We highlight that the exchange rate at the official market is at a 16% discount to the parallel market. Owing to this, the company’s gross margin expanded by 1903bps QoQ to 32% in Q2’17 and largely led to the 291bps YoY expansion in gross margin as well as the 131.7% YoY growth in H1’17 after-tax earnings.
With no major threat to the FX outlook in the near term, as well as the gradual accretion in FX reserves, we believe the apex bank can sustain FX supply in the official market in H2’17 which would largely drive gross margin expansion and earnings growth in FY’17.
We also expect the improvement in FX supply to offset the negative impact of sustained energy challenges arising from upsurge in the price of Low Pour Fuel Oil (LPFO). We note that energy contributes about 7% to the group’s cost of sales.
Backward integration project moving at a slow pace
We continue to reiterate that significant value in the stock will be unlocked when the company begins to produce refined sugar efficiently from locally harvested cane sugar, eliminating its exposure to the volatility in FX and international raw sugar prices.
However, the company’s backward integration project (BIP) has been moving at a slow pace. In H1’17, Savannah sugar factory produced and sold 15,805MT and 9,561MT of refined sugar from cane sugar which contributed 4.3% and 2.7% to aggregate sales and production volumes respectively in H1’17. The company continues to guide to the completion of its BIP in the next six years beginning from 2017, with current focus on two sites – Savannah (located in Adamawa) and Taraba.
For Savannah, Dangote Sugar plans to rehabilitate the refinery and expand its annual installed capacity to 100,000 MT from its current capacity of 50,000 MT while land development is ongoing in Taraba. The intention is to complete capacity expansion in Savannah in the next fifteen months and management is confident that production can ramp up having expanded its acreage area and harvested sufficient cane sugar for production.
We however expect Dangote Sugar to continue to rely on imported raw sugar in the next one to two years given that the expected volume of refined sugar from Savannah, even after capacity expansion, is only about 12% of the group’s average annual production volume.

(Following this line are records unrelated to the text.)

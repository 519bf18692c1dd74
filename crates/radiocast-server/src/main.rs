//! `radiocast-server` binary.
//!
//! Loads configuration, opens the call database, replays any delayed
//! releases that survived a restart, and serves the HTTP/WebSocket API.

use std::net::SocketAddr;
use std::path::PathBuf;
use std::sync::Arc;

use clap::Parser;
use tracing::info;

use radiocast_core::config::Config;
use radiocast_core::tracing_init::init_tracing;
use radiocast_server::api::{build_router, AppState};
use radiocast_server::controller::Controller;
use radiocast_server::storage::Database;

#[derive(Parser, Debug)]
#[command(name = "radiocast-server")]
#[command(version, about = "Radiocast call distribution server")]
struct Args {
    /// Listen address (overrides the config file)
    #[arg(long, env = "RADIOCAST_ADDR")]
    addr: Option<SocketAddr>,

    /// Configuration file path
    #[arg(long, env = "RADIOCAST_CONFIG")]
    config: Option<PathBuf>,

    /// Database file path (overrides the config file)
    #[arg(long, env = "RADIOCAST_DB")]
    db_path: Option<PathBuf>,

    /// Log level filter (e.g. "info", "debug", "warn")
    #[arg(long, env = "RADIOCAST_LOG")]
    log_level: Option<String>,

    /// Output logs as JSON (for structured log aggregation)
    #[arg(long, env = "RADIOCAST_LOG_JSON")]
    log_json: bool,
}

#[tokio::main]
async fn main() -> anyhow::Result<()> {
    let args = Args::parse();

    let mut config = match &args.config {
        Some(path) => Config::load(path)?,
        None => {
            let mut config = Config::default();
            config.apply_env_overrides();
            config
        }
    };
    if let Some(addr) = args.addr {
        config.server.listen_addr = addr.to_string();
    }
    if let Some(path) = &args.db_path {
        config.server.db_path = Some(path.clone());
    }
    if let Some(level) = &args.log_level {
        config.server.log_level.clone_from(level);
    }

    let log_filter = format!("radiocast_server={0},radiocast_core={0}", config.server.log_level);
    init_tracing(&log_filter, args.log_json);

    info!(
        version = env!("CARGO_PKG_VERSION"),
        addr = %config.server.listen_addr,
        "starting radiocast-server"
    );

    let db = match &config.server.db_path {
        Some(path) => {
            info!(path = %path.display(), "opening database");
            Database::open(path).await?
        }
        None => {
            let default_path = default_db_path()?;
            info!(path = %default_path.display(), "opening database (default path)");
            Database::open(&default_path).await?
        }
    };

    let controller = Arc::new(Controller::new(db, Arc::new(config)));

    // Re-arm timers for calls that were still held when we last stopped.
    let replayed = controller.delayer.start().await?;
    if replayed > 0 {
        info!(count = replayed, "replayed pending delayed calls");
    }

    let app = build_router(AppState {
        controller: Arc::clone(&controller),
    });
    let listener =
        tokio::net::TcpListener::bind(&controller.config.server.listen_addr).await?;
    info!(addr = %controller.config.server.listen_addr, "api ready");
    axum::serve(listener, app).await?;
    Ok(())
}

/// Default database path: ./radiocast.db in the working directory.
fn default_db_path() -> anyhow::Result<PathBuf> {
    Ok(std::env::current_dir()?.join("radiocast.db"))
}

We raise our target price to N14.45 and retain our HOLD recommendation
Given the significant outperformance of Dangote Sugar’s H1’17 earnings to our previous expectation (+81.8% deviation), we have revised our forecasts for FY’17. We raise our FY’17 turnover projection by 1.7% to N231.2 billion which implies a 36.2% YoY growth from FY’16. Our FY turnover projection is mainly driven by higher pricing (+41.0% YoY) as we expect a 4.7% YoY contraction in sales volume.

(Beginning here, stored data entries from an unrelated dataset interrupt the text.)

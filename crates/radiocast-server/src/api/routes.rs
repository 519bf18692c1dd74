//! Route handlers for the Radiocast API.

use std::sync::Arc;

use axum::extract::{Path, Query, State};
use axum::http::StatusCode;
use axum::response::{IntoResponse, Json, Response};
use axum::routing::{get, post};
use axum::Router;
use serde::Deserialize;
use serde_json::json;
use tower_http::cors::CorsLayer;
use tracing::warn;

use radiocast_core::access::AccessScope;
use radiocast_core::config::UserConfig;

use crate::controller::{CallFetch, Controller};

use super::payload::{CallJson, CallSummary, CallUpload};
use super::ws;

const SEARCH_LIMIT: i64 = 200;

/// Shared application state.
#[derive(Clone)]
pub struct AppState {
    pub controller: Arc<Controller>,
}

pub fn build_router(state: AppState) -> Router {
    Router::new()
        .route("/api/call-upload", post(upload_call))
        .route("/api/call/{id}", get(get_call))
        .route("/api/calls", get(search_calls))
        .route("/api/listen", get(ws::listen))
        .layer(CorsLayer::permissive())
        .with_state(state)
}

/// Requester identity on the read endpoints.
#[derive(Debug, Deserialize)]
pub struct KeyParams {
    pub key: String,
}

#[derive(Debug, Deserialize)]
pub struct SearchParams {
    pub key: String,
    pub system: Option<u32>,
    pub talkgroup: Option<u32>,
}

/// Resolve an API key to its user, or a 401.
fn authorize<'a>(controller: &'a Controller, key: &str) -> Result<&'a UserConfig, Response> {
    controller.config.user_by_key(key).ok_or_else(|| {
        (StatusCode::UNAUTHORIZED, Json(json!({ "error": "unknown api key" }))).into_response()
    })
}

/// Handler for `POST /api/call-upload`, the ingestion endpoint.
async fn upload_call(
    State(state): State<AppState>,
    Json(upload): Json<CallUpload>,
) -> Response {
    if !state.controller.config.is_ingest_key(&upload.key) {
        return (
            StatusCode::UNAUTHORIZED,
            Json(json!({ "error": "invalid ingest key" })),
        )
            .into_response();
    }

    let new_call = match upload.into_new_call() {
        Ok(c) => c,
        Err(e) => {
            return (StatusCode::BAD_REQUEST, Json(json!({ "error": e }))).into_response();
        }
    };

    match state.controller.ingest(new_call).await {
        Ok(id) => (StatusCode::OK, Json(json!({ "id": id }))).into_response(),
        Err(e) => {
            warn!(error = %e, "call ingestion failed");
            (
                StatusCode::INTERNAL_SERVER_ERROR,
                Json(json!({ "error": "storage failure" })),
            )
                .into_response()
        }
    }
}

/// Handler for `GET /api/call/{id}`: direct fetch, gated by scope and delay.
async fn get_call(
    Path(id): Path<i64>,
    Query(params): Query<KeyParams>,
    State(state): State<AppState>,
) -> Response {
    let user = match authorize(&state.controller, &params.key) {
        Ok(user) => user,
        Err(resp) => return resp,
    };
    let scope = user.access.clone();

    match state.controller.call_by_id(id, &scope).await {
        Ok(CallFetch::Ready(row)) => Json(CallJson::from_row(row)).into_response(),
        Ok(CallFetch::Delayed) => (
            // The explicit "not available yet" signal: the call exists
            // but its compliance delay has not elapsed.
            StatusCode::TOO_EARLY,
            Json(json!({ "status": "delayed" })),
        )
            .into_response(),
        Ok(CallFetch::NotFound) => StatusCode::NOT_FOUND.into_response(),
        Err(e) => {
            warn!(call_id = id, error = %e, "call fetch failed");
            StatusCode::INTERNAL_SERVER_ERROR.into_response()
        }
    }
}

/// Handler for `GET /api/calls`: scope-filtered listing of released calls.
async fn search_calls(
    Query(params): Query<SearchParams>,
    State(state): State<AppState>,
) -> Response {
    let user = match authorize(&state.controller, &params.key) {
        Ok(user) => user,
        Err(resp) => return resp,
    };
    let scope = user.access.clone();

    match state
        .controller
        .search(&scope, params.system, params.talkgroup, SEARCH_LIMIT)
        .await
    {
        Ok(rows) => {
            let calls: Vec<CallSummary> = rows.iter().map(CallSummary::from_row).collect();
            Json(json!({ "calls": calls })).into_response()
        }
        Err(e) => {
            warn!(error = %e, "call search failed");
            StatusCode::INTERNAL_SERVER_ERROR.into_response()
        }
    }
}

/// Used by the WebSocket handler, which lives in its own module.
pub(super) fn scope_for_key(controller: &Controller, key: &str) -> Option<(Arc<UserConfig>, AccessScope)> {
    let user = controller.config.user_by_key(key)?;
    Some((Arc::new(user.clone()), user.access.clone()))
}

However, relative to H1’17, we expect a mild recovery in sales volume (+5.8%) in H2’17 as we envisage further cuts to refined sugar prices given the moderation in productions costs. Following improved macroeconomic conditions and FX supply, management noted an uptick in production for some of its industrial consumers which also is positive for volume in H2’17.

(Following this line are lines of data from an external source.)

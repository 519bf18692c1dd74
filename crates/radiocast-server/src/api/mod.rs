//! HTTP/WebSocket surface of the Radiocast server.
//!
//! - `POST /api/call-upload`: call ingestion (shared-secret key)
//! - `GET /api/call/{id}`: direct fetch, scope- and delay-gated
//! - `GET /api/calls`: search listing, scope- and delay-gated
//! - `GET /api/listen`: WebSocket listener feed

pub mod payload;
pub mod routes;
mod ws;

pub use routes::{build_router, AppState};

Given the cost of sales surprise (-16% deviation from our H1’17 estimate), we cut our FY’17 cost of sales projection by 4.7% to N177.4 billion and project FY’17 margin at 23.3% (FY’16: 13.5%). Our lower cost of sales projection is driven by the company’s ability to source more of its FX requirement from the interbank than the parallel market which was previously its main source. Given the above, we project a 134.1% growth in FY’17 earnings to N33.7 billion (FY’16: N14.4 billion) and raise our target price on Dangote Sugar to N14.45 (previous: N9.78). Our target price implies an 11.2% potential upside from current market price thus, we retain our HOLD rating on the counter.